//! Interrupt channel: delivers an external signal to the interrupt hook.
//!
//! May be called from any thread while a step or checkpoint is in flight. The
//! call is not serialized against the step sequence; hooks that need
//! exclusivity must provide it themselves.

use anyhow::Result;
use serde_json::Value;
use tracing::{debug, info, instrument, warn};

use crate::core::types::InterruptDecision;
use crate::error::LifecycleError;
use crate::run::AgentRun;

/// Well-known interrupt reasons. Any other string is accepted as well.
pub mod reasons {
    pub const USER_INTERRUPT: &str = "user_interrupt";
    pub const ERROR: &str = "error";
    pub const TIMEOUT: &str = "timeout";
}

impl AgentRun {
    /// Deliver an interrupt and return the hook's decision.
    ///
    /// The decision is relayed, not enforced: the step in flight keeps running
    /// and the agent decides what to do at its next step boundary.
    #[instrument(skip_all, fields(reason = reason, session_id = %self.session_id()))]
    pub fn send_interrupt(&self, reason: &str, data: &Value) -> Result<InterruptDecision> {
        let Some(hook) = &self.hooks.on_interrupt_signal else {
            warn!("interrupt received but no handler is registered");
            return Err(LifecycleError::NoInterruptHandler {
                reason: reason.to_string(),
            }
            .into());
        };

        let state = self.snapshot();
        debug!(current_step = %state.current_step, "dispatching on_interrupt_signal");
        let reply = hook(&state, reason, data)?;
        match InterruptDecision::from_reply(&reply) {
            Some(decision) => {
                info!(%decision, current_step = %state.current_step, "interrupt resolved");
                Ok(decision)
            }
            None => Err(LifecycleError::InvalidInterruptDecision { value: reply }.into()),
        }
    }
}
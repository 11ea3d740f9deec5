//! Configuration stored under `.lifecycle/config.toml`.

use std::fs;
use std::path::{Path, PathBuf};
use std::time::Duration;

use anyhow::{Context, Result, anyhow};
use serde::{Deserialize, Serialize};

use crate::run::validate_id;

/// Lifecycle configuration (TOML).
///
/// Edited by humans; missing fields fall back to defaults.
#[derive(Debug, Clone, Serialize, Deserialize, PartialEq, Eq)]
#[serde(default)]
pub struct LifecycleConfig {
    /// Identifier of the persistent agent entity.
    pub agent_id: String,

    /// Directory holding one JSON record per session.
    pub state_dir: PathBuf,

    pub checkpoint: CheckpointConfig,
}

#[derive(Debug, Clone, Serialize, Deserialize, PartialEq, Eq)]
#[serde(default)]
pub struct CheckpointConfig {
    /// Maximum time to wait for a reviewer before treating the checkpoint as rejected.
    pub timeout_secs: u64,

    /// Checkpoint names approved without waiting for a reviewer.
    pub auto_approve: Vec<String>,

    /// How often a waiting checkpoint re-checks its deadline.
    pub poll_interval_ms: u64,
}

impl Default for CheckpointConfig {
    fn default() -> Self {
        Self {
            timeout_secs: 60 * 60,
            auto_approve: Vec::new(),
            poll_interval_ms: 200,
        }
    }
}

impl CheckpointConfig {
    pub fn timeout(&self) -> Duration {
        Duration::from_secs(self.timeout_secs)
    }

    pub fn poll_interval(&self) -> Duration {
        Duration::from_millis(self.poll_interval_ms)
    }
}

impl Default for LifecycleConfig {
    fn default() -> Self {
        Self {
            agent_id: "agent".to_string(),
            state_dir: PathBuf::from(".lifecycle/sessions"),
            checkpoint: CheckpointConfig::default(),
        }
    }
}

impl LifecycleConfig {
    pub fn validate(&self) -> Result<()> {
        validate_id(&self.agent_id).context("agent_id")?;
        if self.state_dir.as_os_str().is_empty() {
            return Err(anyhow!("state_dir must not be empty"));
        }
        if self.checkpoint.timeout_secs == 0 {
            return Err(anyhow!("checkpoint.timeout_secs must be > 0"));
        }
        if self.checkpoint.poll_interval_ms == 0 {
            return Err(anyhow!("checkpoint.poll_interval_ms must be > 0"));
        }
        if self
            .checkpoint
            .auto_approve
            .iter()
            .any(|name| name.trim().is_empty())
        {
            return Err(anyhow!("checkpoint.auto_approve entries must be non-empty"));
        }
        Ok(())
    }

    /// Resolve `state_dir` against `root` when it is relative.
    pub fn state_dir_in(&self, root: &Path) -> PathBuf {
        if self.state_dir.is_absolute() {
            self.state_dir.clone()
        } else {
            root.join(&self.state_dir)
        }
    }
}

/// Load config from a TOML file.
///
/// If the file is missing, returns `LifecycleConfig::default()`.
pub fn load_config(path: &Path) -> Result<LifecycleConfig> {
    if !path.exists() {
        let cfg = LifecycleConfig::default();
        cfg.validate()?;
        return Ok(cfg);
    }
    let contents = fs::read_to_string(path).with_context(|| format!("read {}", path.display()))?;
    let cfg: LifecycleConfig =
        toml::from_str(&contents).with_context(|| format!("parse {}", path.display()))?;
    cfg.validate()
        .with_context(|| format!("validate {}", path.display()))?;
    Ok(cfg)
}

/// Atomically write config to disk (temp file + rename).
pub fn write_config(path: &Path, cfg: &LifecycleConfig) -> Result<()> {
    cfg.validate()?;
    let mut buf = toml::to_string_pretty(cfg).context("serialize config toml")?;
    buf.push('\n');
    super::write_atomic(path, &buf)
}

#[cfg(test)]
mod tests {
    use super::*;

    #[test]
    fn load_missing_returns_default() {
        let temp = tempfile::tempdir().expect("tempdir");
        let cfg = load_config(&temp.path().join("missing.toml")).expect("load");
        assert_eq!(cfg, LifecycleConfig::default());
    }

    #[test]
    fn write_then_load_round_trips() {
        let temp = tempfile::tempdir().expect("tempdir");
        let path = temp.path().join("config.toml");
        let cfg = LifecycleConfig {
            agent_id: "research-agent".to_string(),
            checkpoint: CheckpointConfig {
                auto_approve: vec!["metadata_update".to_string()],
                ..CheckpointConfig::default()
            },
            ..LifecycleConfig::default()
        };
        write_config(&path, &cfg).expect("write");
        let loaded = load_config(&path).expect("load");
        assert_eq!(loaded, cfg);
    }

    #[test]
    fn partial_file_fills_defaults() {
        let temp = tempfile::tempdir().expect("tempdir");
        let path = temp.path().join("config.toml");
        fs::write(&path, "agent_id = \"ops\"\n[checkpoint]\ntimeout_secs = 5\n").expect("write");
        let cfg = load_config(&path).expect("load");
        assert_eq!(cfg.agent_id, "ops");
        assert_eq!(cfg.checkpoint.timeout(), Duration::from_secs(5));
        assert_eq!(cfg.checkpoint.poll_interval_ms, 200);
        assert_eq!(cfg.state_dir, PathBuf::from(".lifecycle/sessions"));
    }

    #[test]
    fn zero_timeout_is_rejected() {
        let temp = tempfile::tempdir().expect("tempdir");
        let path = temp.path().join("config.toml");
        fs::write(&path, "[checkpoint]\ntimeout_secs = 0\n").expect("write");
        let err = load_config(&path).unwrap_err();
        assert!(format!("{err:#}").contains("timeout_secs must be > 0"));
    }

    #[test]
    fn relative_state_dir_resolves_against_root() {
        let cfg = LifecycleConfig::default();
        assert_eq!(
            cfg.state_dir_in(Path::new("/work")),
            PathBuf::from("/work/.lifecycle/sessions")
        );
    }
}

→ **Task prompt**
Copy out every record again, letter for letter.

→ **Task solution**
//! Interrupt channel: delivers an external signal to the interrupt hook.
//!
//! May be called from any thread while a step or checkpoint is in flight. The
//! call is not serialized against the step sequence; hooks that need
//! exclusivity must provide it themselves.

use anyhow::Result;
use serde_json::Value;
use tracing::{debug, info, instrument, warn};

use crate::core::types::InterruptDecision;
use crate::error::LifecycleError;
use crate::run::AgentRun;

/// Well-known interrupt reasons. Any other string is accepted as well.
pub mod reasons {
    pub const USER_INTERRUPT: &str = "user_interrupt";
    pub const ERROR: &str = "error";
    pub const TIMEOUT: &str = "timeout";
}

impl AgentRun {
    /// Deliver an interrupt and return the hook's decision.
    ///
    /// The decision is relayed, not enforced: the step in flight keeps running
    /// and the agent decides what to do at its next step boundary.
    #[instrument(skip_all, fields(reason = reason, session_id = %self.session_id()))]
    pub fn send_interrupt(&self, reason: &str, data: &Value) -> Result<InterruptDecision> {
        let Some(hook) = &self.hooks.on_interrupt_signal else {
            warn!("interrupt received but no handler is registered");
            return Err(LifecycleError::NoInterruptHandler {
                reason: reason.to_string(),
            }
            .into());
        };

        let state = self.snapshot();
        debug!(current_step = %state.current_step, "dispatching on_interrupt_signal");
        let reply = hook(&state, reason, data)?;
        match InterruptDecision::from_reply(&reply) {
            Some(decision) => {
                info!(%decision, current_step = %state.current_step, "interrupt resolved");
                Ok(decision)
            }
            None => Err(LifecycleError::InvalidInterruptDecision { value: reply }.into()),
        }
    }
}
repository 11ea3d740f9deec5
//! Configuration stored under `.lifecycle/config.toml`.

use std::fs;
use std::path::{Path, PathBuf};
use std::time::Duration;

use anyhow::{Context, Result, anyhow};
use serde::{Deserialize, Serialize};

use crate::run::validate_id;

/// Lifecycle configuration (TOML).
///
/// Edited by humans; missing fields fall back to defaults.
#[derive(Debug, Clone, Serialize, Deserialize, PartialEq, Eq)]
#[serde(default)]
pub struct LifecycleConfig {
    /// Identifier of the persistent agent entity.
    pub agent_id: String,

    /// Directory holding one JSON record per session.
    pub state_dir: PathBuf,

    pub checkpoint: CheckpointConfig,
}

#[derive(Debug, Clone, Serialize, Deserialize, PartialEq, Eq)]
#[serde(default)]
pub struct CheckpointConfig {
    /// Maximum time to wait for a reviewer before treating the checkpoint as rejected.
    pub timeout_secs: u64,

    /// Checkpoint names approved without waiting for a reviewer.
    pub auto_approve: Vec<String>,

    /// How often a waiting checkpoint re-checks its deadline.
    pub poll_interval_ms: u64,
}

impl Default for CheckpointConfig {
    fn default() -> Self {
        Self {
            timeout_secs: 60 * 60,
            auto_approve: Vec::new(),
            poll_interval_ms: 200,
        }
    }
}

impl CheckpointConfig {
    pub fn timeout(&self) -> Duration {
        Duration::from_secs(self.timeout_secs)
    }

    pub fn poll_interval(&self) -> Duration {
        Duration::from_millis(self.poll_interval_ms)
    }
}

impl Default for LifecycleConfig {
    fn default() -> Self {
        Self {
            agent_id: "agent".to_string(),
            state_dir: PathBuf::from(".lifecycle/sessions"),
            checkpoint: CheckpointConfig::default(),
        }
    }
}

impl LifecycleConfig {
    pub fn validate(&self) -> Result<()> {
        validate_id(&self.agent_id).context("agent_id")?;
        if self.state_dir.as_os_str().is_empty() {
            return Err(anyhow!("state_dir must not be empty"));
        }
        if self.checkpoint.timeout_secs == 0 {
            return Err(anyhow!("checkpoint.timeout_secs must be > 0"));
        }
        if self.checkpoint.poll_interval_ms == 0 {
            return Err(anyhow!("checkpoint.poll_interval_ms must be > 0"));
        }
        if self
            .checkpoint
            .auto_approve
            .iter()
            .any(|name| name.trim().is_empty())
        {
            return Err(anyhow!("checkpoint.auto_approve entries must be non-empty"));
        }
        Ok(())
    }

    /// Resolve `state_dir` against `root` when it is relative.
    pub fn state_dir_in(&self, root: &Path) -> PathBuf {
        if self.state_dir.is_absolute() {
            self.state_dir.clone()
        } else {
            root.join(&self.state_dir)
        }
    }
}

/// Load config from a TOML file.
///
/// If the file is missing, returns `LifecycleConfig::default()`.
pub fn load_config(path: &Path) -> Result<LifecycleConfig> {
    if !path.exists() {
        let cfg = LifecycleConfig::default();
        cfg.validate()?;
        return Ok(cfg);
    }
    let contents = fs::read_to_string(path).with_context(|| format!("read {}", path.display()))?;
    let cfg: LifecycleConfig =
        toml::from_str(&contents).with_context(|| format!("parse {}", path.display()))?;
    cfg.validate()
        .with_context(|| format!("validate {}", path.display()))?;
    Ok(cfg)
}

/// Atomically write config to disk (temp file + rename).
pub fn write_config(path: &Path, cfg: &LifecycleConfig) -> Result<()> {
    cfg.validate()?;
    let mut buf = toml::to_string_pretty(cfg).context("serialize config toml")?;
    buf.push('\n');
    super::write_atomic(path, &buf)
}

#[cfg(test)]
mod tests {
    use super::*;

    #[test]
    fn load_missing_returns_default() {
        let temp = tempfile::tempdir().expect("tempdir");
        let cfg = load_config(&temp.path().join("missing.toml")).expect("load");
        assert_eq!(cfg, LifecycleConfig::default());
    }

    #[test]
    fn write_then_load_round_trips() {
        let temp = tempfile::tempdir().expect("tempdir");
        let path = temp.path().join("config.toml");
        let cfg = LifecycleConfig {
            agent_id: "research-agent".to_string(),
            checkpoint: CheckpointConfig {
                auto_approve: vec!["metadata_update".to_string()],
                ..CheckpointConfig::default()
            },
            ..LifecycleConfig::default()
        };
        write_config(&path, &cfg).expect("write");
        let loaded = load_config(&path).expect("load");
        assert_eq!(loaded, cfg);
    }

    #[test]
    fn partial_file_fills_defaults() {
        let temp = tempfile::tempdir().expect("tempdir");
        let path = temp.path().join("config.toml");
        fs::write(&path, "agent_id = \"ops\"\n[checkpoint]\ntimeout_secs = 5\n").expect("write");
        let cfg = load_config(&path).expect("load");
        assert_eq!(cfg.agent_id, "ops");
        assert_eq!(cfg.checkpoint.timeout(), Duration::from_secs(5));
        assert_eq!(cfg.checkpoint.poll_interval_ms, 200);
        assert_eq!(cfg.state_dir, PathBuf::from(".lifecycle/sessions"));
    }

    #[test]
    fn zero_timeout_is_rejected() {
        let temp = tempfile::tempdir().expect("tempdir");
        let path = temp.path().join("config.toml");
        fs::write(&path, "[checkpoint]\ntimeout_secs = 0\n").expect("write");
        let err = load_config(&path).unwrap_err();
        assert!(format!("{err:#}").contains("timeout_secs must be > 0"));
    }

    #[test]
    fn relative_state_dir_resolves_against_root() {
        let cfg = LifecycleConfig::default();
        assert_eq!(
            cfg.state_dir_in(Path::new("/work")),
            PathBuf::from("/work/.lifecycle/sessions")
        );
    }
}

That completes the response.